System Design Concepts Flashcards
What is Horizontal Scaling?
Scaling by adding more servers to your pool of resources
What is the advantage of Horizontal Scaling?
Horizontal scaling is easier to dramatically scale
What is Vertical Scaling?
Scaling by adding more power (CPU, RAM, Storage) to existing server
What is a Load Balancer?
Helps spread traffic across a cluster of services in order to reduce individual server load, and prevent any one server from becoming a single point of failure.
LBs are intended to improve overall application availability and responsiveness
What type of scaling does Load Balancing introduce?
Horizontal Scaling
Where can you add Load Balancers?
Lots of places! Between the user and the web server, between web servers and internal platform layer (ex: application servers, cache servers) and between internal platform layer and database
What are the benefits of using a Load Balancer?
- Users experience faster, uninterrupted service (not waiting on a single server)
- Less downtime and higher throughput (even full server failure won’t impact end user)
- Fewer failed or stressed components since no single device is performing a lot of work
How does the Load Balancer choose a backend server?
- Health Checks: LBs should only forward traffic to healthy hosts
- Predetermined Algorithm
What is Least Connected Method, and when is it useful?
A LB method that directs traffic to the server with the fewest active connections
This is useful when there a large number of persistent client connections which are unevenly distributed between the servers
What is Least Response Time Method?
A LB method that directs traffic to the server with the fewest active connections and the lowest average response time
What is Least Bandwidth Method?
A LB method that selects the server that is currently serving the least amount of traffic measured in megabits per second (MBPs)
What is Round Robin Method and when is it useful?
A LB method that cycles through a list of servers and sends each new request to the next server.

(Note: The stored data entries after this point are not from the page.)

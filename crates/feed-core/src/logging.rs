//! tracing 기반 로깅 초기화.
//!
//! `[logging]` 설정 섹션의 `level`과 `format`(pretty / json / compact)을
//! 그대로 subscriber에 반영합니다. `RUST_LOG`가 있으면 레벨보다 우선합니다.

use crate::config::LoggingConfig;
use tracing_subscriber::{
    fmt, layer::SubscriberExt, util::SubscriberInitExt, EnvFilter, Layer, Registry,
};

/// 로그 출력 형식.
#[derive(Debug, Clone, Copy, PartialEq, Eq, Default)]
pub enum LogFormat {
    #[default]
    Pretty,
    Json,
    Compact,
}

impl std::str::FromStr for LogFormat {
    type Err = String;

    fn from_str(s: &str) -> Result<Self, Self::Err> {
        match s.to_lowercase().as_str() {
            "pretty" => Ok(Self::Pretty),
            "json" => Ok(Self::Json),
            "compact" => Ok(Self::Compact),
            _ => Err(format!("Unknown log format: {}", s)),
        }
    }
}

/// 해석된 로깅 설정.
#[derive(Debug, Clone, PartialEq, Eq)]
pub struct LogConfig {
    /// 레벨 필터 (예: "info", "feed_stream=debug")
    pub level: String,
    pub format: LogFormat,
}

impl LogConfig {
    /// 설정 파일의 `[logging]` 섹션으로부터 생성합니다.
    ///
    /// 형식 문자열을 해석할 수 없으면 pretty를 사용합니다.
    pub fn from_logging_config(config: &LoggingConfig) -> Self {
        Self {
            level: config.level.clone(),
            format: config.format.parse().unwrap_or_default(),
        }
    }

    fn env_filter(&self) -> Result<EnvFilter, tracing_subscriber::filter::ParseError> {
        EnvFilter::try_from_default_env().or_else(|_| EnvFilter::try_new(&self.level))
    }
}

/// 전역 subscriber를 설치합니다. 이미 설치되어 있으면 에러를 반환합니다.
///
/// ```no_run
/// use feed_core::{init_logging, AppConfig, LogConfig};
///
/// let config = AppConfig::default();
/// init_logging(LogConfig::from_logging_config(&config.logging)).unwrap();
/// ```
pub fn init_logging(config: LogConfig) -> Result<(), Box<dyn std::error::Error + Send + Sync>> {
    let fmt_layer: Box<dyn Layer<Registry> + Send + Sync> = match config.format {
        LogFormat::Pretty => fmt::layer().pretty().boxed(),
        LogFormat::Json => fmt::layer().json().boxed(),
        LogFormat::Compact => fmt::layer().compact().boxed(),
    };

    tracing_subscriber::registry()
        .with(fmt_layer)
        .with(config.env_filter()?)
        .try_init()?;

    tracing::info!(format = ?config.format, level = %config.level, "Logging initialized");
    Ok(())
}

/// 채널 컨텍스트 필드를 가진 span을 생성합니다.
///
/// 구독 핸들러 호출을 감싸 로그에 채널과 구독 ID가 붙도록 합니다.
#[macro_export]
macro_rules! channel_span {
    ($name:expr, $channel:expr) => {
        tracing::info_span!($name, channel = %$channel)
    };
    ($name:expr, $channel:expr, $id:expr) => {
        tracing::info_span!($name, channel = %$channel, subscription_id = %$id)
    };
}
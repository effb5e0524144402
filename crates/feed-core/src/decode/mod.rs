//! 서버 payload 디코더.
//!
//! 채널 핸들러가 동기적으로 호출하는 순수 함수들입니다. 모든 디코더는
//! `serde_json::Value`를 받아 정규화된 도메인 레코드를 반환합니다.
//!
//! # 에러 처리
//!
//! 배치 payload(호가 레벨, 체결 목록, 포지션 등)는 레코드 단위로 디코딩합니다.
//! 잘못된 레코드 하나는 경고 로그를 남기고 건너뛰며, 나머지 배치는 그대로
//! 전달됩니다. envelope 자체가 잘못된 경우에만 [`DecodeError`]를 반환합니다.

mod account;
mod book;
mod symbol;
mod user;

pub use account::decode_account_margin;
pub use book::{decode_candle, decode_notification, decode_order_book, decode_trades};
pub use symbol::{decode_active_symbol_context, decode_symbol_metadata_snapshot};
pub use user::{decode_user_fills, decode_user_historical_orders};

use crate::error::DecodeError;
use chrono::{DateTime, Utc};
use serde::de::DeserializeOwned;
use serde_json::Value;
use tracing::warn;

/// 밀리초 타임스탬프를 UTC 시각으로 변환합니다.
pub(crate) fn millis_to_datetime(ms: i64) -> DateTime<Utc> {
    DateTime::from_timestamp_millis(ms).unwrap_or_else(Utc::now)
}

/// JSON 값을 원시 서버 구조체로 역직렬화합니다.
pub(crate) fn from_value<T: DeserializeOwned>(value: &Value) -> Result<T, DecodeError> {
    T::deserialize(value).map_err(DecodeError::from)
}

/// 배열 envelope를 꺼냅니다.
pub(crate) fn expect_array<'a>(
    value: &'a Value,
    record: &'static str,
) -> Result<&'a [Value], DecodeError> {
    value
        .as_array()
        .map(Vec::as_slice)
        .ok_or(DecodeError::UnexpectedShape {
            record,
            expected: "array",
        })
}

/// 레코드를 하나씩 디코딩하고 실패한 레코드는 건너뜁니다.
pub(crate) fn decode_each<R>(
    items: &[Value],
    record: &'static str,
    decode: impl Fn(&Value) -> Result<R, DecodeError>,
) -> Vec<R> {
    items
        .iter()
        .enumerate()
        .filter_map(|(index, item)| match decode(item) {
            Ok(decoded) => Some(decoded),
            Err(e) => {
                warn!(record, index, error = %e, "Skipping malformed record");
                None
            }
        })
        .collect()
}

#[cfg(test)]
mod tests {
    use super::*;
    use serde_json::json;

    #[test]
    fn test_decode_each_skips_failures() {
        let items = vec![json!(1), json!("x"), json!(3)];
        let decoded = decode_each(&items, "number", |v| {
            v.as_i64().ok_or(DecodeError::UnexpectedShape {
                record: "number",
                expected: "integer",
            })
        });
        assert_eq!(decoded, vec![1, 3]);
    }

    #[test]
    fn test_expect_array_rejects_object() {
        assert!(expect_array(&json!({"a": 1}), "trades").is_err());
        assert_eq!(expect_array(&json!([1, 2]), "trades").unwrap().len(), 2);
    }

    #[test]
    fn test_millis_to_datetime() {
        assert_eq!(millis_to_datetime(1_700_000_000_000).timestamp(), 1_700_000_000);
    }
}
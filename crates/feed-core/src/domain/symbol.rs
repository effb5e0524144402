//! 심볼 메타데이터와 시장 컨텍스트.

use super::Price;
use rust_decimal::Decimal;
use serde::{Deserialize, Serialize};

/// 심볼의 정적 메타데이터와 실시간 시장 컨텍스트.
#[derive(Debug, Clone, PartialEq, Serialize, Deserialize)]
pub struct SymbolContext {
    /// 심볼
    pub symbol: String,
    /// 수량 소수점 자릿수
    #[serde(skip_serializing_if = "Option::is_none")]
    pub size_decimals: Option<u32>,
    /// 최대 레버리지
    #[serde(skip_serializing_if = "Option::is_none")]
    pub max_leverage: Option<u32>,
    /// 마크 가격
    pub mark_price: Price,
    /// 오라클 가격
    pub oracle_price: Price,
    /// 호가 중간 가격
    #[serde(skip_serializing_if = "Option::is_none")]
    pub mid_price: Option<Price>,
    /// 펀딩비
    pub funding_rate: Decimal,
    /// 미결제약정
    pub open_interest: Decimal,
    /// 24시간 명목 거래대금
    pub day_notional_volume: Decimal,
    /// 전일 가격
    pub prev_day_price: Price,
}

impl SymbolContext {
    /// 24시간 가격 변동.
    pub fn change_24h(&self) -> Decimal {
        self.mark_price - self.prev_day_price
    }

    /// 24시간 변동률(%).
    pub fn change_24h_pct(&self) -> Decimal {
        if self.prev_day_price.is_zero() {
            return Decimal::ZERO;
        }
        self.change_24h() / self.prev_day_price * Decimal::ONE_HUNDRED
    }

    /// 미결제약정의 명목 가치.
    pub fn open_interest_notional(&self) -> Decimal {
        self.open_interest * self.mark_price
    }
}
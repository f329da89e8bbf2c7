//! skyline
//!
//! Renders one of three textured buildings on a ground plane under flat,
//! Gouraud or Phong lighting, with a smooth day/night transition. The
//! buildings are scene graphs that instance one shared cube many times; the
//! traversal accumulates transforms from the root down and hands every leaf
//! to the active lighting pipeline.
//!
//! High-level modules
//! - `camera`: view presets, projections and the orbit camera
//! - `config`: TOML configuration with defaults for every field
//! - `context`: GPU device, surface, uniforms, textures and pipelines
//! - `controls`: key bindings and the per-frame selection
//! - `data_structures`: scene graph, transform recipes, meshes, instances, textures
//! - `daynight`: day/night interpolation and the per-building presets
//! - `flow`: the winit event loop
//! - `models`: the building and floor builders
//! - `pipelines`: the three lighting pipelines and their shared parameters
//! - `render`: scene traversal into a lighting pipeline, draw batching
//! - `resources`: OFF/OBJ mesh loading, textures, built-in shapes
//! - `scene`: all buildings and the floor in one graph
//!

pub mod camera;
pub mod config;
pub mod context;
pub mod controls;
pub mod data_structures;
pub mod daynight;
pub mod flow;
pub mod models;
pub mod pipelines;
pub mod render;
pub mod resources;
pub mod scene;
mod common;

use approx::assert_relative_eq;
use cgmath::{Matrix4, Point3, SquareMatrix, Vector3, Vector4};
use common::test_utils::{FakeFactory, FakeGeometry, RecordingPipeline, fake_leaf};
use skyline::{
    camera::CameraUniform,
    config::Config,
    data_structures::{
        instance::{InstanceRaw, normal_matrix},
        scene_graph::{SceneGraph, StructuralError},
    },
    models::Building,
    pipelines::{
        LightingModel,
        light::{LightingParameters, LightingUniform, ParameterError, SCENE_SHININESS},
    },
    render::{LightingPipeline, render_scene},
    scene::Scene,
};

fn params() -> LightingParameters {
    LightingParameters::new(
        Vector3::new(0.9, 0.94, 0.96),
        Vector3::new(1.0, 1.0, 1.0),
        Vector3::new(1.0, 1.0, 1.0),
        Point3::new(0.0, 3.0, 1.0),
    )
}

#[test]
fn scene_parameters_are_valid() {
    assert_eq!(params().validate(), Ok(()));
    assert_eq!(params().shininess, SCENE_SHININESS);
}

#[test]
fn out_of_range_intensity_is_reported() {
    let mut p = params();
    p.diffuse.y = 1.5;
    assert_eq!(
        p.validate(),
        Err(ParameterError::OutOfUnitRange {
            field: "diffuse",
            value: 1.5
        })
    );
}

#[test]
fn negative_attenuation_and_zero_shininess_are_reported() {
    let mut p = params();
    p.attenuation.linear = -0.1;
    assert!(matches!(
        p.validate(),
        Err(ParameterError::NegativeAttenuation { term: "linear", .. })
    ));

    let mut p = params();
    p.shininess = 0;
    assert_eq!(p.validate(), Err(ParameterError::ZeroShininess));
}

#[test]
fn sanitized_clamps_into_the_valid_domain() {
    let mut p = params();
    p.ambient = Vector3::new(-1.0, f32::NAN, 2.0);
    p.attenuation.quadratic = -3.0;
    p.shininess = 0;

    let clean = p.sanitized();
    assert_eq!(clean.validate(), Ok(()));
    assert_relative_eq!(clean.ambient, Vector3::new(0.0, 0.0, 1.0));
    assert_relative_eq!(clean.attenuation.quadratic, 0.0);
    assert_eq!(clean.shininess, 1);
    assert_eq!(clean.light_position, p.light_position);
}

#[test]
fn sanitized_keeps_valid_parameters() {
    assert_eq!(params().sanitized(), params());
}

#[test]
fn uniforms_match_the_shader_layout() {
    assert_eq!(std::mem::size_of::<LightingUniform>(), 128);
    assert_eq!(std::mem::size_of::<CameraUniform>(), 128);
    assert_eq!(std::mem::size_of::<InstanceRaw>(), 100);
}

#[test]
fn normal_matrix_keeps_normals_perpendicular() {
    let world = Matrix4::from_nonuniform_scale(1.0 / 3.0, 1.0 / 3.0, 10.8);
    let normal = normal_matrix(&world);
    // a slanted surface tangent and its normal before the scale
    let tangent = Vector4::new(1.0, 0.0, -1.0, 0.0);
    let n = Vector3::new(1.0, 0.0, 1.0);

    let t = (world * tangent).truncate();
    let n = normal * n;
    assert_relative_eq!(t.x * n.x + t.y * n.y + t.z * n.z, 0.0, epsilon = 1e-5);

    let collapsed = normal_matrix(&Matrix4::from_scale(0.0));
    assert_relative_eq!(collapsed, cgmath::Matrix3::identity());
}

fn record(model: LightingModel, building: Building) -> RecordingPipeline<FakeGeometry> {
    let mut factory = FakeFactory::default();
    let scene = Scene::build(&mut factory, &Config::default()).unwrap();
    let mut pipeline = RecordingPipeline::new(model);
    let drawn = render_scene(
        &scene.graph,
        &scene.roots(building),
        &params(),
        &Matrix4::identity(),
        &Matrix4::identity(),
        &mut pipeline,
    )
    .unwrap();
    assert_eq!(drawn, pipeline.draws.len());
    pipeline
}

#[test]
fn every_pipeline_receives_the_same_frame() {
    for building in Building::ALL {
        let reference = record(LightingModel::Flat, building);
        for model in [LightingModel::Gouraud, LightingModel::Phong] {
            let other = record(model, building);
            assert_eq!(other.lighting_model(), model);
            assert_eq!(other.bound, reference.bound);
            assert_eq!(other.draws.len(), reference.draws.len());
            for (a, b) in other.draws.iter().zip(&reference.draws) {
                assert_eq!(a.leaf.geometry.label, b.leaf.geometry.label);
                assert_eq!(a.leaf.texture, b.leaf.texture);
                assert_relative_eq!(a.model, b.model);
            }
        }
    }
}

#[test]
fn parameters_are_bound_once_before_drawing() {
    let pipeline = record(LightingModel::Phong, Building::WillisTower);
    assert_eq!(pipeline.bound, [params()]);
    // nine tubes and the floor
    assert_eq!(pipeline.draws.len(), 10);
    assert_eq!(pipeline.draws.last().unwrap().leaf.geometry.label, "floor");
}

#[test]
fn broken_graph_aborts_the_frame() {
    let mut graph = SceneGraph::new();
    let root = graph.add_node("root", Matrix4::identity());
    graph.add_geometry(root, fake_leaf("cube")).unwrap();
    graph.add_child(root, root).unwrap();

    let mut pipeline = RecordingPipeline::new(LightingModel::Gouraud);
    let result = render_scene(
        &graph,
        &[root],
        &params(),
        &Matrix4::identity(),
        &Matrix4::identity(),
        &mut pipeline,
    );
    assert!(matches!(result, Err(StructuralError::Cycle { .. })));
    assert_eq!(pipeline.bound.len(), 1);
}
//! Keyboard handling.
//!
//! Key presses become [`Command`]s. Selections are kept by the
//! [`Controller`] and read once per frame as an immutable [`FrameConfig`], so
//! nothing downstream looks at input state directly.

use winit::keyboard::KeyCode;

use crate::{
    camera::{ProjectionKind, ViewPreset},
    models::Building,
    pipelines::LightingModel,
};

#[derive(Clone, Copy, Debug, PartialEq, Eq)]
pub enum Command {
    Lighting(LightingModel),
    Projection(ProjectionKind),
    View(ViewPreset),
    Building(Building),
    ToggleDayNight,
    Exit,
}

/// Key bindings of the application.
pub fn command_for(key: KeyCode) -> Option<Command> {
    let command = match key {
        KeyCode::Digit7 => Command::Lighting(LightingModel::Flat),
        KeyCode::Digit8 => Command::Lighting(LightingModel::Gouraud),
        KeyCode::Digit9 => Command::Lighting(LightingModel::Phong),
        KeyCode::KeyP => Command::Projection(ProjectionKind::Perspective),
        KeyCode::KeyO => Command::Projection(ProjectionKind::Orthographic),
        KeyCode::Digit1 => Command::View(ViewPreset::Front),
        KeyCode::Digit2 => Command::View(ViewPreset::Orbit),
        KeyCode::Digit3 => Command::View(ViewPreset::Oblique),
        KeyCode::Digit4 => Command::View(ViewPreset::Top),
        KeyCode::Digit5 => Command::View(ViewPreset::OrbitLevel),
        KeyCode::KeyL => Command::ToggleDayNight,
        KeyCode::KeyW => Command::Building(Building::WillisTower),
        KeyCode::KeyE => Command::Building(Building::EmpireState),
        KeyCode::KeyB => Command::Building(Building::BurjAlArab),
        KeyCode::Escape => Command::Exit,
        _ => return None,
    };
    Some(command)
}

/// Everything a frame needs to know about the user's selections.
#[derive(Clone, Copy, Debug, Default, PartialEq, Eq)]
pub struct FrameConfig {
    pub lighting: LightingModel,
    pub projection: ProjectionKind,
    pub view: ViewPreset,
    pub building: Building,
}

#[derive(Clone, Copy, Debug, Default, PartialEq, Eq)]
struct Held {
    left: bool,
    right: bool,
    up: bool,
    down: bool,
}

#[derive(Debug, Default)]
pub struct Controller {
    selection: FrameConfig,
    held: Held,
}

impl Controller {
    pub fn new(selection: FrameConfig) -> Self {
        Self {
            selection,
            held: Held::default(),
        }
    }

    /// Tracks held arrow keys and applies selection commands on press.
    ///
    /// Returns the command of a freshly pressed key. Toggles and exit are
    /// left to the caller.
    pub fn handle_key(&mut self, key: KeyCode, pressed: bool) -> Option<Command> {
        match key {
            KeyCode::ArrowLeft => self.held.left = pressed,
            KeyCode::ArrowRight => self.held.right = pressed,
            KeyCode::ArrowUp => self.held.up = pressed,
            KeyCode::ArrowDown => self.held.down = pressed,
            _ => {}
        }
        if !pressed {
            return None;
        }
        let command = command_for(key)?;
        match command {
            Command::Lighting(model) => self.selection.lighting = model,
            Command::Projection(kind) => self.selection.projection = kind,
            Command::View(preset) => self.selection.view = preset,
            Command::Building(building) => {
                self.selection.building = building;
                log::info!("showing {}", building.label());
            }
            Command::ToggleDayNight | Command::Exit => {}
        }
        Some(command)
    }

    pub fn frame_config(&self) -> FrameConfig {
        self.selection
    }

    /// -1 turning left, 1 turning right, 0 for neither or both.
    pub fn turn(&self) -> f32 {
        axis(self.held.left, self.held.right)
    }

    pub fn climb(&self) -> f32 {
        axis(self.held.down, self.held.up)
    }
}

fn axis(negative: bool, positive: bool) -> f32 {
    match (negative, positive) {
        (true, false) => -1.0,
        (false, true) => 1.0,
        _ => 0.0,
    }
}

When it reaches the end it starts from the beginning
This is most useful when the servers are of equal specification and there are not many persistent connections
What is Weighted Round Robin Method and when is it useful?
A LB method in which each server is assigned a weight that indicates the processing capacity. Servers with higher weights receive new connections before those with less weights (and get more connections)
This is useful in the case where you have servers with different processing capabilities, and there are not many persistent connections
What is IP Hash Method?
A LB method that uses the hash of the IP address of the client to redirect the request to a server
What are Redundant Load Balancers?
The Load Balancer itself can be a single point of failure. To overcome this, a second load balancer can be connected to the first to form a cluster
Each LB monitors the health of the other, and since both are capable of serving traffic and failure detection, the second LB can take over if the main LB fails
What is Cache and what principal does it take advantage of?
Short term memory.
It has a limited amount of space, but is typically faster than the original data source.
Cache takes advantage of the locality of reference principal: recently requested data is likely to be requested again
What is Application Server Cache?
This involves placing a cache directly on a request layer node, to enable the local storage of response data
The cache on one request layer could be located both in memory (very fast) and on the node’s local disk (still faster than going to network storage)
How do you handle cache with multiple server nodes?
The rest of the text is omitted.